Coming home has been harder than I expected. As long as I continue to think of living in America as a short break from reality, I’m OK. The minute I remind myself that this is permanent, that even though we’ll be posted abroad, we’re back to living a life of comfort, consumption, and red-white-and-blue, I start to panic.
Yes, of course I’ll be fine. Yes, of course I’ll get used to it. Yes, I love Starbucks and being able to buy 5 different kinds of berries at the grocery store. Yes, I’ve done far harder things in my life. Yes, I’m still freaked out by all of the choices everywhere I go.
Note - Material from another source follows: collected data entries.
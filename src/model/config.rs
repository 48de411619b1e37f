use anyhow::{Context, Result, anyhow};
use serde::Deserialize;
use std::fs;
use std::path::{Path, PathBuf};

use crate::plugin::broker::ResponseRouting;
use crate::plugin::manifest::PluginDescriptor;

const DEFAULTS: &str = include_str!("../../config/default.toml");

#[derive(Debug, Deserialize)]
pub struct AppConfig {
    pub general: GeneralConfig,
    pub broker: BrokerConfig,
    #[serde(default)]
    pub plugins: Vec<PluginConfig>,
}

#[derive(Debug, Deserialize)]
pub struct GeneralConfig {
    pub log_filter: String,
}

#[derive(Debug, Deserialize)]
pub struct BrokerConfig {
    pub response_routing: ResponseRouting,
    pub config_namespace: String,
    pub config_root: String,
}

#[derive(Debug, Clone, Deserialize)]
pub struct PluginConfig {
    pub title: String,
    pub url: String,
    #[serde(default = "default_enabled")]
    pub enabled: bool,
}

impl PluginConfig {
    pub fn descriptor(&self) -> PluginDescriptor {
        PluginDescriptor::new(self.title.clone(), self.url.clone())
    }
}

fn default_enabled() -> bool {
    true
}

impl AppConfig {
    /// Load configuration with layering: defaults → user config.
    pub fn load() -> Result<Self> {
        let user_path = directories::ProjectDirs::from("", "", "switchboard")
            .map(|dirs| dirs.config_dir().join("config.toml"))
            .filter(|path| path.exists());

        match user_path {
            Some(path) => Self::load_from(&path),
            None => Self::from_layers(None),
        }
    }

    pub fn load_from(path: &Path) -> Result<Self> {
        let user = fs::read_to_string(path)
            .with_context(|| format!("reading {}", path.display()))?;
        Self::from_layers(Some(&user)).with_context(|| format!("in {}", path.display()))
    }

    /// Parse the embedded defaults and merge `user` over them table by table.
    pub fn from_layers(user: Option<&str>) -> Result<Self> {
        let mut merged: toml::Value = toml::from_str(DEFAULTS)?;
        if let Some(user) = user {
            let user: toml::Value = toml::from_str(user)?;
            merge(&mut merged, user);
        }

        let mut config: AppConfig = merged.try_into()?;

        let root = config.broker.config_root.trim();
        if root.is_empty() {
            let data = directories::ProjectDirs::from("", "", "switchboard")
                .map(|dirs| dirs.data_dir().join("configs"))
                .ok_or_else(|| anyhow!("cannot determine data directory"))?;
            config.broker.config_root = data.to_string_lossy().into_owned();
        } else if root.starts_with('~') {
            let home = dirs_home().ok_or_else(|| anyhow!("cannot determine home directory"))?;
            config.broker.config_root = root.replacen('~', &home.to_string_lossy(), 1);
        }

        Ok(config)
    }

    pub fn config_root(&self) -> PathBuf {
        PathBuf::from(&self.broker.config_root)
    }

    pub fn enabled_plugins(&self) -> impl Iterator<Item = &PluginConfig> {
        self.plugins.iter().filter(|plugin| plugin.enabled)
    }
}

fn merge(base: &mut toml::Value, overlay: toml::Value) {
    match (base, overlay) {
        (toml::Value::Table(base), toml::Value::Table(overlay)) => {
            for (key, value) in overlay {
                match base.get_mut(&key) {
                    Some(existing) => merge(existing, value),
                    None => {
                        base.insert(key, value);
                    }
                }
            }
        }
        (base, overlay) => *base = overlay,
    }
}

fn dirs_home() -> Option<PathBuf> {
    directories::BaseDirs::new().map(|d| d.home_dir().to_path_buf())
}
The difference between rich and poor is choices. I can choose to involve myself in my kid’s PTA. I can choose to pay for music lessons. I can choose to serve good cuts of meat. I can choose alternative sources of protein. I can choose organic. I can choose to take a day off of work. I can choose to pack up my family and leave for another country because an opportunity presented itself.
Bertrand and I were quite well to do in Benin, but that wealth doesn’t compare to what we have in the States, and I haven’t even started work yet. I hate those people who constantly harp on the ignorance and selfishness of Americans, and yet I can’t help contrasting how aware the rich in Benin are with how aware the rich in America aren’t.
Americans are so friendly and helpful and God it is amazing to be home. My discomfort with the wealth and conspicuous consumption around me is my own problem, not anyone else’s. I just don’t know if and how I’m going to solve it.